▶ [EXERCISE BRIEF]: In the entries below, find each line with the word "world" and pull it out.

Collected data entries
Start of Block

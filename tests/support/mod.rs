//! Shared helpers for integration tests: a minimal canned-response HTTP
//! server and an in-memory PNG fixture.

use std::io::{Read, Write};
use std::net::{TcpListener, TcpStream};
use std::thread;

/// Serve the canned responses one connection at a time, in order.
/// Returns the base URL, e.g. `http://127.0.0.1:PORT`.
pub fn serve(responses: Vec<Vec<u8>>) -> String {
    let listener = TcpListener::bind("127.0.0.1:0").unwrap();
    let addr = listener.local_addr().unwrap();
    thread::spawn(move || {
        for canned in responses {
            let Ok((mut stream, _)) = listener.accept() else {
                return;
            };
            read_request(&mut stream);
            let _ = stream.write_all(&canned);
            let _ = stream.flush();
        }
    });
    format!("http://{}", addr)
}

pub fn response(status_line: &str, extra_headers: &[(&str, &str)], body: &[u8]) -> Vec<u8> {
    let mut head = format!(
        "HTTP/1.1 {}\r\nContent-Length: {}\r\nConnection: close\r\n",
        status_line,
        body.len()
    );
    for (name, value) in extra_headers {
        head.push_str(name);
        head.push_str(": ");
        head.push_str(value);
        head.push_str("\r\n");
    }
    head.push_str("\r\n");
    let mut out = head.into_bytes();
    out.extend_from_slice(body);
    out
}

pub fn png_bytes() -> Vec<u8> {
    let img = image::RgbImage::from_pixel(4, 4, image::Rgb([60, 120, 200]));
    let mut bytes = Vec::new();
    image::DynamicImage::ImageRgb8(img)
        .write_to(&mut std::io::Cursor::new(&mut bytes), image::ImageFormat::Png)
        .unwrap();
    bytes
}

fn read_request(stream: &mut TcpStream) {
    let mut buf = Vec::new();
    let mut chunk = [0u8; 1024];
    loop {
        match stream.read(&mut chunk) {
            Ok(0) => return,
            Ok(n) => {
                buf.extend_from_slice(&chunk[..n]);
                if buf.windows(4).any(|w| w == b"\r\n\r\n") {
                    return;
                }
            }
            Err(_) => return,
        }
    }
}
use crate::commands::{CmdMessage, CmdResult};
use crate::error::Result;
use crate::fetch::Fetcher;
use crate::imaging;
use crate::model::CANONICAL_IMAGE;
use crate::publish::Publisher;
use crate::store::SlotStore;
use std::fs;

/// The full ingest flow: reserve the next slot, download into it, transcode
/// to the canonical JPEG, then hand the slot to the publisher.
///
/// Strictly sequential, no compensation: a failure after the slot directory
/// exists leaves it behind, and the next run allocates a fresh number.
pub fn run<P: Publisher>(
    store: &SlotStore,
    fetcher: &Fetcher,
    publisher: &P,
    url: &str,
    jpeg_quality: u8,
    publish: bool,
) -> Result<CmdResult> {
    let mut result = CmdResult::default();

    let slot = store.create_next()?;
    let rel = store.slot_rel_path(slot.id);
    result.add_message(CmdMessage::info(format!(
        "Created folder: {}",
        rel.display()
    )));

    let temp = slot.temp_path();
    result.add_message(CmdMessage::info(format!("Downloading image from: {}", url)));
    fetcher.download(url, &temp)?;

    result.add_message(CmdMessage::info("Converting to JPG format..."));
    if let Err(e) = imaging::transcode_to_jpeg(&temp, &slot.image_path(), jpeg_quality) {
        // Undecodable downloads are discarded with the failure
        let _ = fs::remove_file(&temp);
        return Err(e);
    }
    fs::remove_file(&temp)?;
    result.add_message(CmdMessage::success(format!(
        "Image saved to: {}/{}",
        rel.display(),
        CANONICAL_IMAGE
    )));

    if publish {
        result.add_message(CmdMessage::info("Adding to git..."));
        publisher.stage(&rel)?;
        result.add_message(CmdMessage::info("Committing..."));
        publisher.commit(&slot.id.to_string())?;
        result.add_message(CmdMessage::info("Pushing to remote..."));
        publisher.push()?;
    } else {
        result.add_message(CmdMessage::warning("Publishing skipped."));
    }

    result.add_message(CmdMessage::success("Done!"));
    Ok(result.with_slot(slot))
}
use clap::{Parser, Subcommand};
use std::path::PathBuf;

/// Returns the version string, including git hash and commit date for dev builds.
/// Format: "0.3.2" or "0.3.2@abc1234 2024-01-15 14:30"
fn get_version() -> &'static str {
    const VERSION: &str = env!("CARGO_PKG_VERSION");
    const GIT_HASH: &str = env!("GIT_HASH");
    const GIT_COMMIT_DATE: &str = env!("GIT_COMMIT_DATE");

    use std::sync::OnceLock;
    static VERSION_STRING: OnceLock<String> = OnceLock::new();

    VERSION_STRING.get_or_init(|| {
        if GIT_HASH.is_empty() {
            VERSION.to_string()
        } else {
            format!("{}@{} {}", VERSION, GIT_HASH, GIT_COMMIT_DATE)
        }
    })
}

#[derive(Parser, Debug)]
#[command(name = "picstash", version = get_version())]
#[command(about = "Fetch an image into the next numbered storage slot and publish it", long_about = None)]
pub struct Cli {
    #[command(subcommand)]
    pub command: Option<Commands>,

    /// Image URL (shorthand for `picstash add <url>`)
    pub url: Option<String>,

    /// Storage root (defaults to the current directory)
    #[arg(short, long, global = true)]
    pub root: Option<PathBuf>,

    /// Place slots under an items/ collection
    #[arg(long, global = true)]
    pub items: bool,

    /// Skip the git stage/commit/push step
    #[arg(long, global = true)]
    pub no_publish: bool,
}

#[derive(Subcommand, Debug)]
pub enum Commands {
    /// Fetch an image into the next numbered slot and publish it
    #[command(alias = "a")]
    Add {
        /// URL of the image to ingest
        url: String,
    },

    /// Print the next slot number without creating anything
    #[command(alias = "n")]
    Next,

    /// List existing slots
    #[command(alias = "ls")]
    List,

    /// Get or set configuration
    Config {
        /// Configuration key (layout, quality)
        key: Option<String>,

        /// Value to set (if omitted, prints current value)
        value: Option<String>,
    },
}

End of Block
Start of Block

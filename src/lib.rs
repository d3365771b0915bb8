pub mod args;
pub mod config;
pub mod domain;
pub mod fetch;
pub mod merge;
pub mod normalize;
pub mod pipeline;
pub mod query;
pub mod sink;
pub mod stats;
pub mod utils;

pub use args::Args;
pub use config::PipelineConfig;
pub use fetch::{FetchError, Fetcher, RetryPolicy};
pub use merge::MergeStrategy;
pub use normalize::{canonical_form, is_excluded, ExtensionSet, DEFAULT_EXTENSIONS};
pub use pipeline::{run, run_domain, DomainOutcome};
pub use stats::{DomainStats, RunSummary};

End of Block
Start of Block

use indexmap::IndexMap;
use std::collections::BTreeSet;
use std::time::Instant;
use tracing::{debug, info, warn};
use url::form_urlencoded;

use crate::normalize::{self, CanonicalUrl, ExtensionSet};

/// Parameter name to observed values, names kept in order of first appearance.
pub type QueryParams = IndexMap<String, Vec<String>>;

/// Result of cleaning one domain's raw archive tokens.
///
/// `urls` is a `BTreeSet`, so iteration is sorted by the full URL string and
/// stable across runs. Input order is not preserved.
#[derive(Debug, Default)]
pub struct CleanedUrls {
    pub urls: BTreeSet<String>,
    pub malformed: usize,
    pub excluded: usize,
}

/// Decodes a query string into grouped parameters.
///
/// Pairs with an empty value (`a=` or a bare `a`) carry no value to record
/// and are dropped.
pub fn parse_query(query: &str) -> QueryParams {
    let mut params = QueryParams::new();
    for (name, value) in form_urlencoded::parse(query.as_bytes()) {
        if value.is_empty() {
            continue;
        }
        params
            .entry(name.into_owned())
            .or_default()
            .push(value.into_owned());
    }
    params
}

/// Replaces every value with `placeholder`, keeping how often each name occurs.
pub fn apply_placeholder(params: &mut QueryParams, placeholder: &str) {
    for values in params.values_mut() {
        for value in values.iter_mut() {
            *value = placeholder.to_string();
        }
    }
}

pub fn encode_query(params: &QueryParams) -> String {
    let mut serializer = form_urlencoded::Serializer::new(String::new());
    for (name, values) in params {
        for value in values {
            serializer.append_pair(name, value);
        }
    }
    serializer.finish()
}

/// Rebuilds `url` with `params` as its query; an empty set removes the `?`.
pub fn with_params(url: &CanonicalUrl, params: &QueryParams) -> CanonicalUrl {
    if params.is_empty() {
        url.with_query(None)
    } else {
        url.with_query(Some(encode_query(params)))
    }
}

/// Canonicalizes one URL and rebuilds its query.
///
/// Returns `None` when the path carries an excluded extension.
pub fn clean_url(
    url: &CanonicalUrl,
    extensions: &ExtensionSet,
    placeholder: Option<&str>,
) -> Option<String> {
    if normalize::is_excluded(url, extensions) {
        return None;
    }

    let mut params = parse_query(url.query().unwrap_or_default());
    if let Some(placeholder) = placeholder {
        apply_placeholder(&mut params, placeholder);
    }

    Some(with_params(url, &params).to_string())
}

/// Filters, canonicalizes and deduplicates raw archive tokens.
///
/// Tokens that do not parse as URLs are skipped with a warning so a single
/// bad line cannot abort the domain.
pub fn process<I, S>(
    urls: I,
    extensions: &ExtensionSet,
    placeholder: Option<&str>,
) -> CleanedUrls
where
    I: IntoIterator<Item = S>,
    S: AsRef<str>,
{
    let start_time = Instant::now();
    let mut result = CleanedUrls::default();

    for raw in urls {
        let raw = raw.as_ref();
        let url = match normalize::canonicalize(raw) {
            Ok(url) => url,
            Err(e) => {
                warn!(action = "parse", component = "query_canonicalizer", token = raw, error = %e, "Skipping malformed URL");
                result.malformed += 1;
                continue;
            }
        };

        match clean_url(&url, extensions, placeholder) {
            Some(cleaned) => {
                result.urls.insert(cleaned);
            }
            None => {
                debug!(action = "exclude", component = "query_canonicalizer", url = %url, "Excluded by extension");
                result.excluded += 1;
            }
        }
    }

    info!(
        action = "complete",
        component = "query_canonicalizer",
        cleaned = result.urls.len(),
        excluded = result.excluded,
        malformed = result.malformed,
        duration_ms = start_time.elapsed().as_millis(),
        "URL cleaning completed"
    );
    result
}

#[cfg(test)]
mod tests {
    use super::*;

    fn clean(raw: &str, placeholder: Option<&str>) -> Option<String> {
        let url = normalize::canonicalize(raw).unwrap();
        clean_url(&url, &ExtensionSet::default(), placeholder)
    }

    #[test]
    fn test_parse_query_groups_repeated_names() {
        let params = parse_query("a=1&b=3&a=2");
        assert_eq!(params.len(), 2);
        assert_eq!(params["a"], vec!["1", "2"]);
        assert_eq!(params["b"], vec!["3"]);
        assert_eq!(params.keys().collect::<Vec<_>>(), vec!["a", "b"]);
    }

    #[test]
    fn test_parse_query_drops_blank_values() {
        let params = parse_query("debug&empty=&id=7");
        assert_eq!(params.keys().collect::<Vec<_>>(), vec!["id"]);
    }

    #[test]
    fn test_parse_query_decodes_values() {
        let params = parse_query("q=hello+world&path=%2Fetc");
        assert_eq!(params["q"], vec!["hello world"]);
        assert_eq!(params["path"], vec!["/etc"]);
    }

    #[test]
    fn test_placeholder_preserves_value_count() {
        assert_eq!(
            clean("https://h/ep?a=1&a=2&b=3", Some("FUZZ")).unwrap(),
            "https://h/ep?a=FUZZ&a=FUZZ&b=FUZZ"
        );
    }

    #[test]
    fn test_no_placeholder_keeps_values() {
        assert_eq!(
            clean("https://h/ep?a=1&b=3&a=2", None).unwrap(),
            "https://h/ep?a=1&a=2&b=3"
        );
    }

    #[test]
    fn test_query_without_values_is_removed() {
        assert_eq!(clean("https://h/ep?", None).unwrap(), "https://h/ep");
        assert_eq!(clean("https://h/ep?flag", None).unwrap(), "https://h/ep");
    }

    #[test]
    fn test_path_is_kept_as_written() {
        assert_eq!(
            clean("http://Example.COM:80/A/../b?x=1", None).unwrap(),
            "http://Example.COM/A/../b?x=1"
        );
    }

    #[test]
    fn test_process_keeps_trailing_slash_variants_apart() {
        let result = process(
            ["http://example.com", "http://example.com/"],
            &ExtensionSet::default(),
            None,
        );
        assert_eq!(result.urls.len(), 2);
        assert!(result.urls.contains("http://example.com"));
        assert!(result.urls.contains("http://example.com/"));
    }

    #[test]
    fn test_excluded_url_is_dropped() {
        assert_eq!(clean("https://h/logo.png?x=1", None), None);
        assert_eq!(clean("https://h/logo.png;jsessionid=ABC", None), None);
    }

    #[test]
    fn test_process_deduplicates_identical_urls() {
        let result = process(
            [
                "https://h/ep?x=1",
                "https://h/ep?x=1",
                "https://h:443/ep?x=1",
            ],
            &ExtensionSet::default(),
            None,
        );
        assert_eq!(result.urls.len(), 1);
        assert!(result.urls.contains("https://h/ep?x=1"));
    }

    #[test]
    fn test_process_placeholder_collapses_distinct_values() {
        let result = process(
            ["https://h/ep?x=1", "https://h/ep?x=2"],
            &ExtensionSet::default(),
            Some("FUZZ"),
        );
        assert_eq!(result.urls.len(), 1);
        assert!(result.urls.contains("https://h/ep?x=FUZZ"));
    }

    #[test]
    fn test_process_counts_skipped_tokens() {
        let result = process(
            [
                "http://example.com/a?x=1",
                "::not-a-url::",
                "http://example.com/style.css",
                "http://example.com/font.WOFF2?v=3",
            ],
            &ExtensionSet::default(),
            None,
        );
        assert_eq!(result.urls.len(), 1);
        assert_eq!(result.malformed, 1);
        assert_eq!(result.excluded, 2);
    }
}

End of Block

▶ [RESULT BELOW]:
        let params = parse_query("q=hello+world&path=%2Fetc");
        assert_eq!(params["q"], vec!["hello world"]);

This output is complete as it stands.